A major application of the permethylation reaction is linkage or “methylation analysis” for determination of carbohydrate linkages by GC/MS. It was developed in the late 1960s [153, 154] and is still in use today. The method has been the subject of many articles and reviews [141, 155-161], and several modifications have been developed. Basically, the procedure is one in which all hydroxyl groups in a polysaccharide are first permethylated after which the molecule is hydrolyzed to generate monosaccharides that contain free hydroxyl groups at the sites of linkage.
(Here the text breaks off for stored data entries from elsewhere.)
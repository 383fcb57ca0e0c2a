//! Block item wire model.
//!
//! A block is an ordered list of items: a [`BlockHeader`] first, then round
//! and event headers, transactions with their results and outputs, state
//! changes and trace data, a [`BlockFooter`], and finally a [`BlockProof`].
//! Blocks from before the block-stream era travel as a single
//! [`RecordFileItem`] instead.

use serde::{Deserialize, Serialize};

use crate::{BlockHash, SemanticVersion, TypesError};

/// Consensus timestamp split into seconds and nanoseconds, as it is hashed.
#[derive(Clone, Copy, Debug, Default, PartialEq, Eq, PartialOrd, Ord, Hash, Serialize, Deserialize)]
pub struct BlockTimestamp {
    pub seconds: i64,
    pub nanos: i32,
}

impl BlockTimestamp {
    pub fn new(seconds: i64, nanos: i32) -> Self {
        Self { seconds, nanos }
    }

    pub fn from_nanos(nanos: i64) -> Self {
        Self {
            seconds: nanos.div_euclid(1_000_000_000),
            nanos: nanos.rem_euclid(1_000_000_000) as i32,
        }
    }

    /// Nanoseconds since the Unix epoch.
    pub fn as_nanos(&self) -> i64 {
        self.seconds
            .saturating_mul(1_000_000_000)
            .saturating_add(i64::from(self.nanos))
    }

    /// Canonical leaf bytes: big-endian seconds followed by big-endian nanos.
    pub fn to_bytes(&self) -> [u8; 12] {
        let mut out = [0u8; 12];
        out[..8].copy_from_slice(&self.seconds.to_be_bytes());
        out[8..].copy_from_slice(&self.nanos.to_be_bytes());
        out
    }
}

#[derive(Clone, Debug, PartialEq, Eq, Serialize, Deserialize)]
pub struct BlockHeader {
    pub number: u64,
    pub hapi_proto_version: SemanticVersion,
    pub software_version: SemanticVersion,
    pub block_timestamp: BlockTimestamp,
}

#[derive(Clone, Debug, PartialEq, Eq, Serialize, Deserialize)]
pub struct RoundHeader {
    pub round_number: u64,
}

#[derive(Clone, Debug, PartialEq, Eq, Serialize, Deserialize)]
pub struct EventHeader {
    pub creator_node_id: u64,
    pub birth_round: u64,
}

/// Address book entry of a node contributing to the ledger's threshold key.
#[derive(Clone, Debug, PartialEq, Eq, Serialize, Deserialize)]
pub struct NodeContribution {
    pub node_id: u64,
    pub weight: u64,
    pub history_proof_key: Vec<u8>,
}

/// Publishes the ledger id (the threshold public key) and its address book.
#[derive(Clone, Debug, PartialEq, Eq, Serialize, Deserialize)]
pub struct LedgerIdPublication {
    pub ledger_id: Vec<u8>,
    pub history_proof_verification_key: Vec<u8>,
    pub node_contributions: Vec<NodeContribution>,
}

#[derive(Clone, Debug, PartialEq, Eq, Serialize, Deserialize)]
pub enum TransactionBody {
    /// Any transaction whose contents the importer does not interpret.
    Opaque(Vec<u8>),
    LedgerIdPublication(LedgerIdPublication),
}

#[derive(Clone, Debug, PartialEq, Eq, Serialize, Deserialize)]
pub struct SignedTransaction {
    pub body: TransactionBody,
    pub signatures: Vec<u8>,
}

#[derive(Clone, Debug, PartialEq, Eq, Serialize, Deserialize)]
pub struct TransactionResult {
    pub consensus_timestamp: BlockTimestamp,
    pub status: u32,
}

#[derive(Clone, Debug, PartialEq, Eq, Serialize, Deserialize)]
pub struct TransactionOutput {
    pub data: Vec<u8>,
}

#[derive(Clone, Debug, PartialEq, Eq, Serialize, Deserialize)]
pub struct StateChanges {
    pub consensus_timestamp: BlockTimestamp,
    pub changes: Vec<u8>,
}

#[derive(Clone, Debug, PartialEq, Eq, Serialize, Deserialize)]
pub struct TraceData {
    pub data: Vec<u8>,
}

#[derive(Clone, Debug, PartialEq, Eq, Serialize, Deserialize)]
pub struct BlockFooter {
    pub previous_block_root_hash: BlockHash,
    pub root_hash_of_all_block_hashes_tree: BlockHash,
    pub start_of_block_state_root_hash: BlockHash,
}

#[derive(Clone, Debug, PartialEq, Eq, Serialize, Deserialize)]
pub struct SignedBlockProof {
    pub block_signature: Vec<u8>,
}

#[derive(Clone, Debug, PartialEq, Eq, Serialize, Deserialize)]
pub struct SiblingNode {
    pub is_left: bool,
    pub hash: BlockHash,
}

#[derive(Clone, Debug, Default, PartialEq, Eq, Serialize, Deserialize)]
pub struct MerklePath {
    pub hash: Option<BlockHash>,
    pub timestamp_leaf: Option<Vec<u8>>,
    pub siblings: Vec<SiblingNode>,
}

/// Proves a block through a later block's signed root.
#[derive(Clone, Debug, PartialEq, Eq, Serialize, Deserialize)]
pub struct StateProof {
    pub paths: Vec<MerklePath>,
    pub signed_block_proof: SignedBlockProof,
}

#[derive(Clone, Debug, PartialEq, Eq, Serialize, Deserialize)]
pub enum ProofKind {
    /// Signature directly over this block's root hash.
    Signed(SignedBlockProof),
    /// Merkle paths up to a signed root.
    StateProof(StateProof),
}

#[derive(Clone, Debug, PartialEq, Eq, Serialize, Deserialize)]
pub struct BlockProof {
    pub block: u64,
    pub proof: ProofKind,
}

impl BlockProof {
    pub fn signature(&self) -> &[u8] {
        match &self.proof {
            ProofKind::Signed(signed) => &signed.block_signature,
            ProofKind::StateProof(state) => &state.signed_block_proof.block_signature,
        }
    }

    pub fn state_proof(&self) -> Option<&StateProof> {
        match &self.proof {
            ProofKind::StateProof(state) => Some(state),
            ProofKind::Signed(_) => None,
        }
    }
}

/// A legacy (pre block-stream) record file carried as a single block item.
#[derive(Clone, Debug, PartialEq, Eq, Serialize, Deserialize)]
pub struct RecordFileItem {
    pub block_number: u64,
    pub name: String,
    pub hash: BlockHash,
    pub previous_hash: BlockHash,
    pub consensus_start: i64,
    pub consensus_end: i64,
    pub hapi_version: SemanticVersion,
    pub transaction_count: u64,
}

#[derive(Clone, Debug, PartialEq, Eq, Serialize, Deserialize)]
pub enum BlockItem {
    BlockHeader(BlockHeader),
    RoundHeader(RoundHeader),
    EventHeader(EventHeader),
    SignedTransaction(SignedTransaction),
    TransactionResult(TransactionResult),
    TransactionOutput(TransactionOutput),
    StateChanges(StateChanges),
    TraceData(TraceData),
    BlockFooter(BlockFooter),
    BlockProof(BlockProof),
    RecordFile(RecordFileItem),
}

impl BlockItem {
    /// Short name of the item case, used in error messages.
    pub fn case(&self) -> &'static str {
        match self {
            BlockItem::BlockHeader(_) => "BLOCK_HEADER",
            BlockItem::RoundHeader(_) => "ROUND_HEADER",
            BlockItem::EventHeader(_) => "EVENT_HEADER",
            BlockItem::SignedTransaction(_) => "SIGNED_TRANSACTION",
            BlockItem::TransactionResult(_) => "TRANSACTION_RESULT",
            BlockItem::TransactionOutput(_) => "TRANSACTION_OUTPUT",
            BlockItem::StateChanges(_) => "STATE_CHANGES",
            BlockItem::TraceData(_) => "TRACE_DATA",
            BlockItem::BlockFooter(_) => "BLOCK_FOOTER",
            BlockItem::BlockProof(_) => "BLOCK_PROOF",
            BlockItem::RecordFile(_) => "RECORD_FILE",
        }
    }

    pub fn is_header(&self) -> bool {
        matches!(self, BlockItem::BlockHeader(_))
    }

    pub fn is_record_file(&self) -> bool {
        matches!(self, BlockItem::RecordFile(_))
    }

    pub fn is_proof(&self) -> bool {
        matches!(self, BlockItem::BlockProof(_))
    }

    /// Canonical encoding of the item, the input of its merkle leaf.
    pub fn to_bytes(&self) -> Result<Vec<u8>, TypesError> {
        bincode::serialize(self).map_err(|e| TypesError::Serialization(e.to_string()))
    }
}

/// One push from a block node: a contiguous slice of a block's items.
#[derive(Clone, Debug, Default, PartialEq, Eq, Serialize, Deserialize)]
pub struct BlockItemSet {
    pub items: Vec<BlockItem>,
}
//! One upstream block node: availability probes, block assembly from the
//! item stream, and health bookkeeping.

use blockfeed_protocol::{
    BlockNodeClient, ResponseStream, ServerStatusResponse, StreamStatus, SubscribeStreamRequest,
    SubscribeStreamResponse,
};
use blockfeed_types::{BlockItem, Clock, StreamedBlock};
use futures_util::stream::{self, BoxStream, StreamExt};
use std::fmt;
use std::sync::{Arc, Mutex, MutexGuard};
use std::time::Duration;
use tracing::{debug, info, warn};

use crate::config::StreamConfig;
use crate::latency::LatencyTracker;
use crate::{BlockStreamError, ImporterError};

/// Assembled blocks of one subscription. Ends after the first error.
pub type BlockStream = BoxStream<'static, Result<StreamedBlock, ImporterError>>;

#[derive(Debug)]
struct Health {
    errors: u32,
    active: bool,
    /// Millis after which an inactive node may be readmitted.
    readmit_at: i64,
}

pub struct BlockNode {
    client: Arc<dyn BlockNodeClient>,
    /// Position in the configuration, the last tie-breaker when ordering.
    index: usize,
    priority: u32,
    config: StreamConfig,
    clock: Arc<dyn Clock>,
    health: Mutex<Health>,
    latency: Mutex<LatencyTracker>,
}

impl BlockNode {
    pub fn new(
        client: Arc<dyn BlockNodeClient>,
        index: usize,
        priority: u32,
        config: &StreamConfig,
        clock: Arc<dyn Clock>,
    ) -> Self {
        Self {
            client,
            index,
            priority,
            config: config.clone(),
            clock,
            health: Mutex::new(Health {
                errors: 0,
                active: true,
                readmit_at: 0,
            }),
            latency: Mutex::new(LatencyTracker::new()),
        }
    }

    pub fn endpoint(&self) -> &str {
        self.client.endpoint()
    }

    pub fn index(&self) -> usize {
        self.index
    }

    pub fn priority(&self) -> u32 {
        self.priority
    }

    fn health(&self) -> MutexGuard<'_, Health> {
        self.health.lock().unwrap_or_else(|e| e.into_inner())
    }

    /// Available block range, `None` when the node serves nothing or does not
    /// answer within the status timeout.
    pub async fn block_range(&self) -> Option<ServerStatusResponse> {
        let status = tokio::time::timeout(self.config.status_timeout(), self.client.server_status()).await;
        match status {
            Ok(Ok(status)) if !status.is_empty() => Some(status),
            Ok(Ok(_)) => None,
            Ok(Err(e)) => {
                warn!(node = %self, error = %e, "Failed to get block node server status");
                None
            }
            Err(_) => {
                warn!(node = %self, timeout_ms = self.config.status_timeout_ms, "Block node server status timed out");
                None
            }
        }
    }

    /// Whether the node can serve `block_number`. Never fails: an unreachable
    /// node simply cannot.
    pub async fn has_block(&self, block_number: u64) -> bool {
        self.block_range()
            .await
            .is_some_and(|range| range.contains(block_number))
    }

    /// Subscribe from `start` (through `end` when bounded) and assemble the
    /// pushed item sets into whole blocks.
    ///
    /// Nothing is sent until the stream is first polled; every call opens a
    /// fresh subscription.
    pub fn stream(&self, start: u64, end: Option<u64>) -> BlockStream {
        let subscription = Subscription {
            client: Arc::clone(&self.client),
            clock: Arc::clone(&self.clock),
            request: SubscribeStreamRequest {
                start_block_number: start,
                end_block_number: end,
            },
            block_timeout: self.config.block_timeout(),
            responses: None,
            assembler: BlockAssembler::new(self.config.max_block_items),
            finished: false,
        };

        stream::unfold(subscription, |mut subscription| async move {
            if subscription.finished {
                return None;
            }
            match subscription.next_block().await {
                Ok(Some(block)) => Some((Ok(block), subscription)),
                Ok(None) => None,
                Err(e) => {
                    subscription.finished = true;
                    Some((Err(e), subscription))
                }
            }
        })
        .boxed()
    }

    pub fn is_active(&self) -> bool {
        self.health().active
    }

    /// Count a failed subscription. Failures accumulate across subscriptions;
    /// the last allowed one marks the node inactive until the readmit delay
    /// has passed and starts the count over.
    pub fn on_error(&self) {
        let mut health = self.health();
        health.errors += 1;
        if health.errors >= self.config.max_subscribe_attempts {
            warn!(
                "Failed to stream blocks from {} {} times, mark it inactive",
                self, self.config.max_subscribe_attempts
            );
            health.active = false;
            health.errors = 0;
            health.readmit_at = self
                .clock
                .now_millis()
                .saturating_add(self.config.readmit_delay_ms as i64);
        }
    }

    /// Reactivate the node when forced or once the readmit delay has passed.
    pub fn try_readmit(&self, force: bool) -> &Self {
        let mut health = self.health();
        if !health.active && (force || self.clock.now_millis() > health.readmit_at) {
            health.active = true;
            info!(node = %self, force, "Readmitted block node");
        }
        self
    }

    pub fn record_latency(&self, latency_ms: i64) {
        self.latency
            .lock()
            .unwrap_or_else(|e| e.into_inner())
            .record(latency_ms);
    }

    pub fn latency(&self) -> i64 {
        self.latency
            .lock()
            .unwrap_or_else(|e| e.into_inner())
            .latency()
    }
}

impl fmt::Display for BlockNode {
    fn fmt(&self, f: &mut fmt::Formatter<'_>) -> fmt::Result {
        write!(f, "Node({})", self.endpoint())
    }
}

impl fmt::Debug for BlockNode {
    fn fmt(&self, f: &mut fmt::Formatter<'_>) -> fmt::Result {
        f.debug_struct("BlockNode")
            .field("endpoint", &self.endpoint())
            .field("index", &self.index)
            .field("priority", &self.priority)
            .field("health", &*self.health())
            .finish()
    }
}

/// State carried between polls of a [`BlockStream`].
struct Subscription {
    client: Arc<dyn BlockNodeClient>,
    clock: Arc<dyn Clock>,
    request: SubscribeStreamRequest,
    block_timeout: Duration,
    responses: Option<ResponseStream>,
    assembler: BlockAssembler,
    finished: bool,
}

impl Subscription {
    /// Read responses until a block closes. `Ok(None)` when the server ends
    /// the stream.
    async fn next_block(&mut self) -> Result<Option<StreamedBlock>, ImporterError> {
        if self.responses.is_none() {
            let responses = self
                .client
                .subscribe(self.request)
                .await
                .map_err(BlockStreamError::Transport)?;
            self.responses = Some(responses);
        }
        let Some(responses) = self.responses.as_mut() else {
            return Ok(None);
        };

        let deadline = tokio::time::Instant::now() + self.block_timeout;
        loop {
            let response = match tokio::time::timeout_at(deadline, responses.next()).await {
                Err(_) => {
                    return Err(BlockStreamError::Timeout(format!(
                        "a block from {} after {} ms",
                        self.client.endpoint(),
                        self.block_timeout.as_millis()
                    ))
                    .into())
                }
                Ok(None) => return Ok(None),
                Ok(Some(response)) => response.map_err(BlockStreamError::Transport)?,
            };

            match response {
                SubscribeStreamResponse::BlockItems(set) => {
                    if let Some(block) = self.assembler.assemble(set.items, self.clock.now_millis())? {
                        return Ok(Some(block));
                    }
                }
                SubscribeStreamResponse::Status(StreamStatus::Success) => {
                    info!(endpoint = %self.client.endpoint(), "Block server ended the subscription with {}", StreamStatus::Success);
                    return Ok(None);
                }
                SubscribeStreamResponse::Status(status) => {
                    return Err(BlockStreamError::Status(status).into());
                }
            }
        }
    }
}

#[derive(Clone, Copy, Debug, PartialEq, Eq)]
enum AssemblyState {
    /// No block seen yet.
    Idle,
    /// Header seen, proof not yet.
    BlockOpen,
    /// The last block was emitted; the next item set must start a block.
    BlockClosed,
    /// A structural rule was violated; further items are discarded.
    Errored,
}

/// Re-assembles pushed item sets into whole blocks.
struct BlockAssembler {
    state: AssemblyState,
    pending: Vec<BlockItem>,
    load_start: i64,
    max_items: usize,
}

impl BlockAssembler {
    fn new(max_items: usize) -> Self {
        Self {
            state: AssemblyState::Idle,
            pending: Vec::new(),
            load_start: 0,
            max_items,
        }
    }

    /// Feed one item set; returns the block it closes, if any.
    fn assemble(&mut self, items: Vec<BlockItem>, now: i64) -> Result<Option<StreamedBlock>, BlockStreamError> {
        if self.state == AssemblyState::Errored {
            debug!(items = items.len(), "Discarding block items after a stream error");
            return Ok(None);
        }
        let result = self.step(items, now);
        if result.is_err() {
            self.state = AssemblyState::Errored;
            self.pending.clear();
        }
        result
    }

    fn step(&mut self, items: Vec<BlockItem>, now: i64) -> Result<Option<StreamedBlock>, BlockStreamError> {
        let Some(first) = items.first() else {
            warn!("Received empty BlockItemSet from block node");
            return Ok(None);
        };

        let starts_block = first.is_header() || first.is_record_file();
        let is_record_file = first.is_record_file();
        match (self.state, starts_block) {
            (AssemblyState::BlockOpen, true) => return Err(BlockStreamError::NewBlockWhilePending),
            (AssemblyState::Idle | AssemblyState::BlockClosed, false) => {
                return Err(BlockStreamError::IncorrectFirstItem(first.case()))
            }
            _ => {}
        }
        if is_record_file && items.len() > 1 {
            return Err(BlockStreamError::RecordFileWithOtherItems);
        }

        let closes = is_record_file || items.last().is_some_and(BlockItem::is_proof);
        if starts_block {
            self.load_start = now;
            self.state = AssemblyState::BlockOpen;
        }
        self.pending.extend(items);
        if self.pending.len() > self.max_items {
            return Err(BlockStreamError::TooManyItems {
                received: self.pending.len(),
                limit: self.max_items,
            });
        }

        if !closes {
            return Ok(None);
        }
        self.state = AssemblyState::BlockClosed;
        Ok(Some(StreamedBlock {
            items: std::mem::take(&mut self.pending),
            load_start: self.load_start,
        }))
    }
}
These monosaccharides are then reduced in order to avoid the production of two peaks on chromatographic analysis due to a- and P-anomers, and, finally, the resulting alditols are derivatized with a different reagent such as acetic anhydride to produce partially methylated alditol acetates, known as PMAAs. The positions of the various substituents are subsequently located by GC/MS in order to determine which of the hydroxyl groups (those derivatized as OAc in this example) were originally involved in bonding. Ring size is also reflected in the results because for hexoses, additional free OH groups will be generated at C4 and C5 for furanoses and pyranoses, respectively. However, the additional OH groups can cause problems with certain sugars such as 4-linked hexopyranoses and 5-linked hexofuranoses, both of which will produce 1,4,5-triacetoxy products. However, carbohydrates derived from mammalian glycoproteins appear to contain only pyranose structures, and, consequently this difficulty should not present problems in this area. Although these procedures will identify which hydroxyl groups on a given sugar ring are involved in linkage, information as to which sugar is attached at that site is not available and must be obtained by other means.
Data on the retention times and mass spectra of these derivatives have been published in several reviews [141, 159, 160]. Fragmentation occurs primarily along the carbon chain following charge localization on a nitrogen (amino sugar) or oxygen atom. Secondary fragments are the result of the further elimination of neutral fragments such as acetic acid (60 u) ketene (42 u), formaldehyde (30 u), or methanol (32 u). The base peak is usually at m/z 43 (CH3CO+).
Derivatization of Sialic Acids
Glycans containing sialic acids are relatively unstable, particularly under MALDI conditions, and readily eliminate sialic acid. Methods for overcoming this problem are discussed in Section 18.104.22.168. One of these methods involves methyl ester or amide formation to remove the labile acidic protons that are responsible for the sialic acid losses. Permethylation not only achieves the same purpose but also blocks the hydroxyl groups preventing fragmentation in negative ion mode. More details can be found later in this chapter.